→ **WHAT IS NEEDED**
Find the string "Frame" in the data, then copy every line where it is found.

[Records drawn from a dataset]
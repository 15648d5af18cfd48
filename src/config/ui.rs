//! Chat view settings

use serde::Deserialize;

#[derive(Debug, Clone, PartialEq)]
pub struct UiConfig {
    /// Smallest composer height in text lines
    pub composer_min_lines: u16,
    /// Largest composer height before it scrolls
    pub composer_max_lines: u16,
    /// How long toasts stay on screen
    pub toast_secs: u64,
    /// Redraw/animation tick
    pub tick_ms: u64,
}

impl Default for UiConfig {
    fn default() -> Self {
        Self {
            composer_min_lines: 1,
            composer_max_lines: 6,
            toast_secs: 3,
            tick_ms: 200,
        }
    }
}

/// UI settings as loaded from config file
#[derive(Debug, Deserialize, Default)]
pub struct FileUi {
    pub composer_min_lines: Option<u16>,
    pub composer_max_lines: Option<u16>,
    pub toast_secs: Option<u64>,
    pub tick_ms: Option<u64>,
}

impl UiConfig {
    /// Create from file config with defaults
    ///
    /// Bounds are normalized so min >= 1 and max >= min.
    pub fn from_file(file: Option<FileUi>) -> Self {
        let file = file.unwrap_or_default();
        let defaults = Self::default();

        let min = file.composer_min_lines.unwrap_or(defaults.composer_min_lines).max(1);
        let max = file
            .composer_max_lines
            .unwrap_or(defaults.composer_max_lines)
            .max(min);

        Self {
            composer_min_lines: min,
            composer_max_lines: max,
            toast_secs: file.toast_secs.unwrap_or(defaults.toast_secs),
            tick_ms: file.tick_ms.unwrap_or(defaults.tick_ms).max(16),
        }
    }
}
* * *
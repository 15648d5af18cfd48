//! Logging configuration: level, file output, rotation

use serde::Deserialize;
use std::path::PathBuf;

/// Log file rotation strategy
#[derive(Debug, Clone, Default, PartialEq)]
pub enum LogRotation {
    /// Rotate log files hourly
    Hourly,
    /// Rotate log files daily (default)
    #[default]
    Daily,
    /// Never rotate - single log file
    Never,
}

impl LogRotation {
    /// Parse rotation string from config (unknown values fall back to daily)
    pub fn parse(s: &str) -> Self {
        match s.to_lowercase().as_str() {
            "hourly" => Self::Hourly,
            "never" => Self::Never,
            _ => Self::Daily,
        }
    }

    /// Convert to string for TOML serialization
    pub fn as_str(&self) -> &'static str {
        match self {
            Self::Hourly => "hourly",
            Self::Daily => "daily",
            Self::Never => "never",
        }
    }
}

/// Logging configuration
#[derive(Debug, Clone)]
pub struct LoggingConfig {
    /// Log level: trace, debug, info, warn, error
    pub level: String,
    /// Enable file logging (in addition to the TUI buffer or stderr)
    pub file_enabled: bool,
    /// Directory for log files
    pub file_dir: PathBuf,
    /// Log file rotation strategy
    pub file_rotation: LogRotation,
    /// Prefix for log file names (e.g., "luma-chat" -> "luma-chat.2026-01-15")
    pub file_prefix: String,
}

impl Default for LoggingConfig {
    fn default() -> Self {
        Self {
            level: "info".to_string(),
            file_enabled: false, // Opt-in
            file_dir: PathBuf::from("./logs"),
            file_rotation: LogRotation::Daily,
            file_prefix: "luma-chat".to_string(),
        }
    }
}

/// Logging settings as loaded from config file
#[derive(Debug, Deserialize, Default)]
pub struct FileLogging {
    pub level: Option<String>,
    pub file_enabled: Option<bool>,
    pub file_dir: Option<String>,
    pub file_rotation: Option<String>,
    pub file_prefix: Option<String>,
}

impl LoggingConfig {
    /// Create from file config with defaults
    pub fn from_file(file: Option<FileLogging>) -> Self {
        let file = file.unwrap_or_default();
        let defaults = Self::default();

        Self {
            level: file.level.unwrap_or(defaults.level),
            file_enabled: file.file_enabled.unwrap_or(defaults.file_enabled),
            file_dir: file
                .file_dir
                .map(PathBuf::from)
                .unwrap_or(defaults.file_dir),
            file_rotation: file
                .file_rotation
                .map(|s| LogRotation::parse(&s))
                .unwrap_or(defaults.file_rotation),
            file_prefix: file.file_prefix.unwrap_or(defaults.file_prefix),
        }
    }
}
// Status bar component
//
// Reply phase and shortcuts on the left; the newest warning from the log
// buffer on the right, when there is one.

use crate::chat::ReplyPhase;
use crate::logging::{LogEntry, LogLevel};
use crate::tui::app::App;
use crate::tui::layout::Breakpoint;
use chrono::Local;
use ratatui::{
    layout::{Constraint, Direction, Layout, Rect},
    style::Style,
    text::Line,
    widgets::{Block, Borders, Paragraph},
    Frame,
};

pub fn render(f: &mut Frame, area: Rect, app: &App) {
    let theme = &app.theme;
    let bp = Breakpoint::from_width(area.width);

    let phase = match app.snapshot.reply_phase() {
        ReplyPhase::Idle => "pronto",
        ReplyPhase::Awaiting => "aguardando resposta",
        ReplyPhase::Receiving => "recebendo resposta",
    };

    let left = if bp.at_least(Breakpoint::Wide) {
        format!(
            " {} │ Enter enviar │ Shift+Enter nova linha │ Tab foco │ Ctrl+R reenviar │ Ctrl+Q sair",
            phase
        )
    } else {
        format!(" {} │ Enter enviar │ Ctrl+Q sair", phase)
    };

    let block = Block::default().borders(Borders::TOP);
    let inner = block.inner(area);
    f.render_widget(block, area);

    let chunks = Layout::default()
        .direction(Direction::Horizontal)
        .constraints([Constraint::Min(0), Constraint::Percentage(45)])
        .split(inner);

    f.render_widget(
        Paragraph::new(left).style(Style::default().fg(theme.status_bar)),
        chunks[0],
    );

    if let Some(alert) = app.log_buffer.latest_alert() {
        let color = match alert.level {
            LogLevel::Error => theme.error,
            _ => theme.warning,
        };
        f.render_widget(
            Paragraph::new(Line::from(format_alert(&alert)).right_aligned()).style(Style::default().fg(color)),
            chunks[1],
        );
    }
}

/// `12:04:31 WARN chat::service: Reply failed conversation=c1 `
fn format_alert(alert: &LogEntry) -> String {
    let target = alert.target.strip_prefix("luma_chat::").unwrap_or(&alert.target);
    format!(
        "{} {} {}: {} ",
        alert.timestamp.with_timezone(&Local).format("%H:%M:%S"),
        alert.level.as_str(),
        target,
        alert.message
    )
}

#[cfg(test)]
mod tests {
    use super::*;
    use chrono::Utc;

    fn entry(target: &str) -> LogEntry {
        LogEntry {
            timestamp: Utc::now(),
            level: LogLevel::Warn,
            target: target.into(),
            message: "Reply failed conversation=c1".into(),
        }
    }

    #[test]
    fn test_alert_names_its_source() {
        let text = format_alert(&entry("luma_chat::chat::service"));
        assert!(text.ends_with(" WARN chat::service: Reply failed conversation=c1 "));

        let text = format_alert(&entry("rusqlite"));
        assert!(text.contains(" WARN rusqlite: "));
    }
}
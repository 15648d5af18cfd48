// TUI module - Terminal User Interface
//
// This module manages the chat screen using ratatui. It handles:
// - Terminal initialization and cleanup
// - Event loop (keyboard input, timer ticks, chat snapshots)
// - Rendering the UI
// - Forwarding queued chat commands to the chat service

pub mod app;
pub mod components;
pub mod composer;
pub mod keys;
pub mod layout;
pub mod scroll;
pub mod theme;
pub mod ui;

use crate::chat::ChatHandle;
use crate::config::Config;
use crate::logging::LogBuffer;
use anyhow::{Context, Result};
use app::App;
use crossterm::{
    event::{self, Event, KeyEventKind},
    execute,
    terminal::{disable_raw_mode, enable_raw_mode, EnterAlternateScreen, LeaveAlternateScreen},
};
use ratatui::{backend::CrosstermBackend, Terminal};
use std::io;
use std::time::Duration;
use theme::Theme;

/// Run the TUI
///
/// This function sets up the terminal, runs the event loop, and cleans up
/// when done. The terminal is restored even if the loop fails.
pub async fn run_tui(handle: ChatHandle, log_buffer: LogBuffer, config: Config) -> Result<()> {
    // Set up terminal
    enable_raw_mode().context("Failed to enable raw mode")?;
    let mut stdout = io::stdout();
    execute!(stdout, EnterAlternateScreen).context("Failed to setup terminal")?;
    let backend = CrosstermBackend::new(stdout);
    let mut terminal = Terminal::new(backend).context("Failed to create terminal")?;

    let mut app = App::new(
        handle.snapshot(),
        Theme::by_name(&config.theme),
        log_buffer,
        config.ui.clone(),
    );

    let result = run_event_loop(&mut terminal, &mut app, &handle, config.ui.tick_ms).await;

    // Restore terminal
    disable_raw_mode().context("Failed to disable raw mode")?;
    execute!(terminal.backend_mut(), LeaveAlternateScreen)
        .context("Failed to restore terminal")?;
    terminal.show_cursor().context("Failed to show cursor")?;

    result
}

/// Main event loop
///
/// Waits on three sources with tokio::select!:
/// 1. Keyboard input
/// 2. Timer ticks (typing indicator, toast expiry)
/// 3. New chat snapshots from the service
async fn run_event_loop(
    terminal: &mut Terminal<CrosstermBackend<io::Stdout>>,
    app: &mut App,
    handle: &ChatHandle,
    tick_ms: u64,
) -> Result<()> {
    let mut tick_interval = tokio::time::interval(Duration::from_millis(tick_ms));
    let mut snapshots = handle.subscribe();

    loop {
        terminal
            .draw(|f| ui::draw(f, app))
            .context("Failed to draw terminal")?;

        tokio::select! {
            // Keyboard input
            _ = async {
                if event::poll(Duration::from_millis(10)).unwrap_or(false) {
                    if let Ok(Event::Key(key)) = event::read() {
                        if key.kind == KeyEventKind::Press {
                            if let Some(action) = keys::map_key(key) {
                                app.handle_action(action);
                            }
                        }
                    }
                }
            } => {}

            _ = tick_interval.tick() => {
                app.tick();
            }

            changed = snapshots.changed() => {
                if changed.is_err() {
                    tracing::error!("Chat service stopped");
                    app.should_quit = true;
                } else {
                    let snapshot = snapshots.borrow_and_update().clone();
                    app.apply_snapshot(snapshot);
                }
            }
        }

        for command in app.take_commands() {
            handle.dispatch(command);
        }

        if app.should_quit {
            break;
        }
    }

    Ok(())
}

→ **REPLY**
    Frame,
pub fn render(f: &mut Frame, area: Rect, app: &App) {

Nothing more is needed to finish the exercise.